The association’s Feb. 24 action came one day after Commissioner of Education Saul Cooperman, acting is a separate legal dispute, rejected an administrative law judge’s finding that state courts will probably rule that the current finance method fails to provide students in poor communities with a “thorough and efficient” education.

In that case, Abbott v. Burke, lawyers for schoolchildren in four urban districts contend that the finance formula is unconstitutional because it perpetuates inequities that result from their districts’ inability to generate local revenue equal to that in more affluent districts.

Marilyn J. Morheuser, the lead attorney for the students, said she would appeal Mr. Cooperman’s ruling to the state board of education.

The school boards’ association, meanwhile, argues in its suit that the state supreme court upheld the constitutionality of the formula in 1975 on the assumption that it would be fully funded. Octavius T. Reid Jr., the association’s executive director, said the formula has been adequately funded only three times in the past 13 years.

“Every dollar that the state’s appropriation falls short is another dollar cut from our children’s education or placed on the backs of already overtaxed local property taxpayers,” said Mr. Reid. He added that the state has a responsibility to find new sources of revenue rather than cut school aid.

In January, Gov. Thomas H. Kean proposed an “austerity” budget that would raise school aid to $3.6 billion, up from $3.4 billion for fiscal 1989, the smallest rate of increase for schools in more than a decade. Mr. Kean later agreed to seek an additional $97 million, but njsba officials claim the revised budget request is still insufficient.

Frank Belluscio, a spokesman for the association, said the New Jersey Assembly has adopted and sent to the Senate a measure that would fully fund the formula.

Mercer County Judge Paul Levy has set a March 6 hearing date for the association’s suit. The group has asked the judge to issue a ruling by the third week of March.

Observers said Mr. Cooperman’s 233-page decision in the Abbott case basically outlines the position the state will take when the suit reaches the supreme court, as all parties agree it will.

In an earlier phase of the case, the supreme court told the plaintiffs they would have to exhaust all administrative remedies before the state courts would hear the case.

Under the state’s administrative-law rules, hearings are held before an administrative law judge, who issues recommendations.

The education commissioner then reviews the recommendations and may accept, reject, or modify them. His decision, in turn, must first be appealed to the state board of education before the case can reach the state courts.

In his ruling, Mr. Cooperman argued that the state’s finance formula was “was sufficient, if fully utilized” by districts.

The commissioner also rejected Administrative Law Judge Steven L. Lefelt’s finding last August that urban districts have a “municipal overburden” that creates an unfair situation in which taxes are high but revenues are low. Mr. Cooperman contended that the situation is the result of districts’ “perceived inability to raise sufficient funds through taxation.”
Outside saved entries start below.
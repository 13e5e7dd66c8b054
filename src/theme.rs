//! Theme module for score-tui
//!
//! Centralized colors for the score panel. The header
//! blues follow the course site's panel palette.

use ratatui::style::Color;

// ============================================================================
// Panel Colors
// ============================================================================

/// Panel background (#12161c)
pub const BG_PANEL: Color = Color::Rgb(18, 22, 28);

/// Section header row background (#1a1f26)
pub const BG_SECTION: Color = Color::Rgb(26, 31, 38);

/// Header bar - sky blue (#87ceeb)
pub const HEADER_BLUE: Color = Color::Rgb(135, 206, 235);

/// Toggle control - light blue (#aed6f1)
pub const TOGGLE_BLUE: Color = Color::Rgb(174, 214, 241);

/// Panel border (#1e2530)
pub const BORDER_SUBTLE: Color = Color::Rgb(30, 37, 48);

// ============================================================================
// Status Colors
// ============================================================================

/// Scored entries (#4ade80)
pub const GREEN_SUCCESS: Color = Color::Rgb(74, 222, 128);

/// Refresh in progress (#fbbf24)
pub const AMBER_WARNING: Color = Color::Rgb(251, 191, 36);

// ============================================================================
// Text Colors
// ============================================================================

/// Primary text color - bright white (#e2e8f0)
pub const TEXT_PRIMARY: Color = Color::Rgb(226, 232, 240);

/// Secondary text color - muted gray (#94a3b8)
pub const TEXT_SECONDARY: Color = Color::Rgb(148, 163, 184);

/// Muted text color - for labels and hints (#64748b)
pub const TEXT_MUTED: Color = Color::Rgb(100, 116, 139);
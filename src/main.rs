use anyhow::Context;
use clap::{Parser, Subcommand};
use tracing_subscriber::{layer::SubscriberExt, util::SubscriberInitExt};

use quest_core::Database;
use quest_dashboard::api::{self, AppState};
use quest_dashboard::config::{Config, ConfigArgs};

#[derive(Parser)]
#[command(name = "questd")]
#[command(about = "Gamified task and quest tracker")]
struct Cli {
    #[command(flatten)]
    config: ConfigArgs,

    #[command(subcommand)]
    command: Option<Commands>,
}

#[derive(Subcommand)]
enum Commands {
    /// Start the HTTP server (default)
    Serve,
    /// Create or upgrade the database schema and exit
    Migrate,
}

fn open_database(config: &Config) -> anyhow::Result<Database> {
    let db = match &config.db_path {
        Some(path) => Database::open(path)
            .with_context(|| format!("opening database at {}", path.display()))?,
        None => Database::open_default()?,
    };
    db.migrate()?;
    Ok(db)
}

async fn serve(config: Config) -> anyhow::Result<()> {
    let db = open_database(&config)?;
    let listen = config.listen;

    let app = api::create_router(AppState::new(db, config));

    let listener = tokio::net::TcpListener::bind(listen)
        .await
        .with_context(|| format!("binding {listen}"))?;
    tracing::info!("Quest dashboard listening on http://{}", listen);

    axum::serve(listener, app).await?;
    Ok(())
}

#[tokio::main]
async fn main() -> anyhow::Result<()> {
    tracing_subscriber::registry()
        .with(tracing_subscriber::EnvFilter::new(
            std::env::var("RUST_LOG")
                .unwrap_or_else(|_| "quest_dashboard=debug,quest_core=info,tower_http=debug".into()),
        ))
        .with(tracing_subscriber::fmt::layer())
        .init();

    let cli = Cli::parse();
    let config = cli.config.into_config()?;

    match cli.command.unwrap_or(Commands::Serve) {
        Commands::Serve => serve(config).await?,
        Commands::Migrate => {
            open_database(&config)?;
            tracing::info!("Database schema is up to date");
        }
    }

    Ok(())
}
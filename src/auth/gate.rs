//! The session gate.
//!
//! Every protected handler resolves its principal here before touching the
//! store. Verification failures never surface as errors: a missing cookie,
//! a bad signature, an expired token and a token of the wrong kind all
//! collapse into [`SessionState::Unauthenticated`].

use axum::extract::{FromRef, FromRequestParts};
use axum::http::request::Parts;
use axum::http::HeaderMap;
use tracing::debug;
use uuid::Uuid;

use super::cookies::read_cookie;
use super::{PrincipalKind, TokenService};
use crate::error::ApiError;

#[derive(Debug, Clone, Copy, PartialEq, Eq)]
pub enum SessionState {
    Authenticated(Uuid),
    Unauthenticated,
}

impl SessionState {
    pub fn principal(self) -> Option<Uuid> {
        match self {
            Self::Authenticated(id) => Some(id),
            Self::Unauthenticated => None,
        }
    }
}

pub fn authenticate_user(tokens: &TokenService, headers: &HeaderMap) -> SessionState {
    authenticate(tokens, headers, PrincipalKind::User)
}

pub fn authenticate_admin(tokens: &TokenService, headers: &HeaderMap) -> SessionState {
    authenticate(tokens, headers, PrincipalKind::Admin)
}

fn authenticate(tokens: &TokenService, headers: &HeaderMap, kind: PrincipalKind) -> SessionState {
    let Some(token) = read_cookie(headers, kind.cookie_name()) else {
        return SessionState::Unauthenticated;
    };

    let claims = match tokens.verify(token) {
        Ok(claims) => claims,
        Err(e) => {
            debug!(cookie = kind.cookie_name(), error = %e, "Session cookie rejected");
            return SessionState::Unauthenticated;
        }
    };

    match claims.principal(kind).map(Uuid::parse_str) {
        Some(Ok(id)) => SessionState::Authenticated(id),
        _ => {
            debug!(cookie = kind.cookie_name(), "Session token lacks a usable principal");
            SessionState::Unauthenticated
        }
    }
}

/// Extractor for handlers that require a signed-in user.
#[derive(Debug, Clone, Copy)]
pub struct CurrentUser(pub Uuid);

/// Extractor for handlers that require a signed-in admin.
#[derive(Debug, Clone, Copy)]
pub struct CurrentAdmin(pub Uuid);

impl<S> FromRequestParts<S> for CurrentUser
where
    TokenService: FromRef<S>,
    S: Send + Sync,
{
    type Rejection = ApiError;

    async fn from_request_parts(parts: &mut Parts, state: &S) -> Result<Self, Self::Rejection> {
        let tokens = TokenService::from_ref(state);
        authenticate_user(&tokens, &parts.headers)
            .principal()
            .map(CurrentUser)
            .ok_or(ApiError::Unauthorized)
    }
}

impl<S> FromRequestParts<S> for CurrentAdmin
where
    TokenService: FromRef<S>,
    S: Send + Sync,
{
    type Rejection = ApiError;

    async fn from_request_parts(parts: &mut Parts, state: &S) -> Result<Self, Self::Rejection> {
        let tokens = TokenService::from_ref(state);
        authenticate_admin(&tokens, &parts.headers)
            .principal()
            .map(CurrentAdmin)
            .ok_or(ApiError::Unauthorized)
    }
}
Mr. Cooperman also noted that if a district fails to provide students with an adequate education, the state education department can begin proceedings to take over its schools. The state, he said, is “fully capable of ultimately assuring that all children will have access to a thorough and efficient education.”

Seymour Weiss, director of the education department’s bureau of controversies and disputes, said the commissioner “doesn’t entirely buy the argument” made by urban districts that they cannot obtain the maximum amount of local revenue allowed for under the funding formula because they share their property-tax bases with municipal and county governments. Those bases, the districts say, cannot generate enough money to cover cities’ disproportionately high education and social-service costs.

While he disagrees, Mr. Cooperman “recognizes the perception does exist,” according to Mr. Weiss, and has recommended that the legislature reimburse districts for their current-year expenses, rather than for costs incurred in the prior year as under the current formula.

State officials explain that the change will help districts deal with the fact that, under the current system, they are often forced to raise local taxes in a given year to cover expenses that the state will not provide funding for until the next year.

The commissioner estimates, Mr. Weiss said, that 382 of the state’s 600 districts would qualify for current-year reimbursements, at a total additional cost to the state of $250 million.

According to Ms. Morheuser, the plaintiffs’ attorney, the commissioner based his ruling on facts that were not a part of the record in the trial, a situation that she said violated her clients’ right to due process of law.

“It’s a self-serving opinion,” she said. “The commissioner has reviewed his own work and found it without fault.”

Evidence presented during the hearings before Judge Lefelt showed, the lawyer said, that if the Camden school district, because of its municipal overburden, taxed up to its legal authority to provide its share of the revenue, its tax rate would be 288 percent above the state average.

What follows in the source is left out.